- _Problem details_
Go through the lines below and copy any that hold the string "None".

[Stored data]
※

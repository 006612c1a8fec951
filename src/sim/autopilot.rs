//! Autopilot - a simple bot that plays the run (demo / headless mode)
//!
//! Only cacti can reach a grounded dino; birds fly above the standing hitbox.
//! So the bot only ever jumps for cacti, and never while a bird is next up.

use super::collision::{dino_hitbox, obstacle_hitbox};
use super::state::GameState;

/// How many ticks ahead of contact the bot takes off
const LEAD_TICKS: f32 = 8.0;

/// Whether the autopilot wants to jump this tick
pub fn wants_jump(state: &GameState) -> bool {
    if state.dino.jumping {
        return false;
    }

    let hitbox = dino_hitbox(&state.dino);
    let look_ahead = state.speed * LEAD_TICKS;

    // Nearest obstacle whose hitbox is still ahead of or level with the dino
    let nearest = state
        .obstacles
        .iter()
        .map(|o| (o, obstacle_hitbox(o)))
        .filter(|(_, hb)| hb.right() > hitbox.x)
        .min_by(|a, b| a.1.x.total_cmp(&b.1.x));

    match nearest {
        Some((obstacle, hb)) if !obstacle.is_bird() => {
            let gap = hb.x - hitbox.right();
            gap > 0.0 && gap <= look_ahead
        }
        _ => false,
    }
}

#[cfg(test)]
mod tests {
    use super::*;
    use crate::sim::state::Obstacle;
    use crate::tuning::Tuning;

    fn playing() -> GameState {
        let mut state = GameState::new(1, Tuning::default());
        state.press_jump();
        state
    }

    #[test]
    fn test_jumps_for_close_cactus() {
        let mut state = playing();
        // Dino hitbox right edge at 122; cactus hitbox starts at x + 2
        state.obstacles.push(Obstacle::cactus(122.0 + 40.0 - 2.0));
        assert!(wants_jump(&state));
    }

    #[test]
    fn test_waits_for_far_cactus() {
        let mut state = playing();
        state.obstacles.push(Obstacle::cactus(600.0));
        assert!(!wants_jump(&state));
    }

    #[test]
    fn test_ignores_birds() {
        let mut state = playing();
        state.obstacles.push(Obstacle::bird(150.0, 250.0, 0.0, false));
        assert!(!wants_jump(&state));
    }
}
//! Collision detection
//!
//! Everything in the run is an axis-aligned box. Sprites are drawn larger than
//! they collide: the hitboxes are inset so near misses feel fair.

use super::state::{Dino, Obstacle};

/// Dino hitbox insets (sprite-relative)
pub const DINO_INSET_X: f32 = 8.0;
pub const DINO_INSET_TOP: f32 = 5.0;
pub const DINO_INSET_BOTTOM: f32 = 5.0;
/// Obstacle hitbox inset on every side
pub const OBSTACLE_INSET: f32 = 2.0;

/// Axis-aligned rectangle in canvas units (y grows downward)
#[derive(Debug, Clone, Copy, PartialEq)]
pub struct Rect {
    pub x: f32,
    pub y: f32,
    pub width: f32,
    pub height: f32,
}

impl Rect {
    pub const fn new(x: f32, y: f32, width: f32, height: f32) -> Self {
        Self {
            x,
            y,
            width,
            height,
        }
    }

    pub fn right(&self) -> f32 {
        self.x + self.width
    }

    pub fn bottom(&self) -> f32 {
        self.y + self.height
    }

    /// Shrink by the given amounts on each side
    pub fn inset(&self, left: f32, top: f32, right: f32, bottom: f32) -> Self {
        Self {
            x: self.x + left,
            y: self.y + top,
            width: self.width - left - right,
            height: self.height - top - bottom,
        }
    }

    /// Open-interval overlap: touching edges do not count
    pub fn overlaps(&self, other: &Rect) -> bool {
        self.x < other.right()
            && self.right() > other.x
            && self.y < other.bottom()
            && self.bottom() > other.y
    }
}

/// Collision box for the dino in its current pose
pub fn dino_hitbox(dino: &Dino) -> Rect {
    dino.bounds()
        .inset(DINO_INSET_X, DINO_INSET_TOP, DINO_INSET_X, DINO_INSET_BOTTOM)
}

/// Collision box for an obstacle
pub fn obstacle_hitbox(obstacle: &Obstacle) -> Rect {
    obstacle
        .bounds()
        .inset(OBSTACLE_INSET, OBSTACLE_INSET, OBSTACLE_INSET, OBSTACLE_INSET)
}

/// Index of the first obstacle the dino runs into, if any.
///
/// Stops at the first hit; later obstacles are not examined.
pub fn first_hit(dino: &Dino, obstacles: &[Obstacle]) -> Option<usize> {
    let hitbox = dino_hitbox(dino);
    obstacles
        .iter()
        .position(|obstacle| hitbox.overlaps(&obstacle_hitbox(obstacle)))
}

#[cfg(test)]
mod tests {
    use super::*;
    use crate::consts::*;
    use proptest::prelude::*;

    #[test]
    fn test_rect_overlaps_itself() {
        let r = Rect::new(3.0, 4.0, 10.0, 12.0);
        assert!(r.overlaps(&r));
    }

    #[test]
    fn test_disjoint_rects_do_not_overlap() {
        let a = Rect::new(0.0, 0.0, 10.0, 10.0);
        let b = Rect::new(20.0, 0.0, 10.0, 10.0);
        assert!(!a.overlaps(&b));
        assert!(!b.overlaps(&a));
    }

    #[test]
    fn test_touching_edges_do_not_overlap() {
        let a = Rect::new(0.0, 0.0, 10.0, 10.0);
        let b = Rect::new(10.0, 0.0, 10.0, 10.0);
        assert!(!a.overlaps(&b));
        let c = Rect::new(0.0, 10.0, 10.0, 10.0);
        assert!(!a.overlaps(&c));
    }

    #[test]
    fn test_dino_hitbox_insets() {
        let dino = Dino::new();
        let hb = dino_hitbox(&dino);
        assert_eq!(hb, Rect::new(DINO_X + 8.0, DINO_GROUND_Y + 5.0, 34.0, 35.0));
    }

    #[test]
    fn test_cactus_in_front_of_dino_hits() {
        let dino = Dino::new();
        let cactus = Obstacle::cactus(DINO_X + 20.0);
        assert_eq!(first_hit(&dino, &[cactus]), Some(0));
    }

    #[test]
    fn test_low_bird_passes_over_standing_dino() {
        let dino = Dino::new();
        let bird = Obstacle::bird(DINO_X, BIRD_LANES[0], 0.0, false);
        assert_eq!(first_hit(&dino, &[bird]), None);
    }

    #[test]
    fn test_first_hit_short_circuits_in_order() {
        let dino = Dino::new();
        let far = Obstacle::cactus(600.0);
        let near = Obstacle::cactus(DINO_X);
        let also_near = Obstacle::cactus(DINO_X + 10.0);
        assert_eq!(first_hit(&dino, &[far, near, also_near]), Some(1));
    }

    #[test]
    fn test_sprite_touching_but_hitbox_clear() {
        let dino = Dino::new();
        // Sprite edges overlap by 5 units but the insets keep hitboxes apart
        let cactus = Obstacle::cactus(DINO_X + DINO_WIDTH - 5.0);
        assert_eq!(first_hit(&dino, &[cactus]), None);
    }

    fn rect_strategy() -> impl Strategy<Value = Rect> {
        (-500.0f32..500.0, -500.0f32..500.0, 0.5f32..200.0, 0.5f32..200.0)
            .prop_map(|(x, y, w, h)| Rect::new(x, y, w, h))
    }

    proptest! {
        #[test]
        fn overlap_is_symmetric(a in rect_strategy(), b in rect_strategy()) {
            prop_assert_eq!(a.overlaps(&b), b.overlaps(&a));
        }

        #[test]
        fn overlap_is_reflexive(a in rect_strategy()) {
            prop_assert!(a.overlaps(&a));
        }

        #[test]
        fn separated_on_x_never_overlap(a in rect_strategy(), gap in 0.0f32..100.0) {
            let b = Rect::new(a.right() + gap, a.y, a.width, a.height);
            prop_assert!(!a.overlaps(&b));
        }
    }
}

※

- _Output for this task_
        assert_eq!(first_hit(&dino, &[bird]), None);
        assert_eq!(first_hit(&dino, &[cactus]), None);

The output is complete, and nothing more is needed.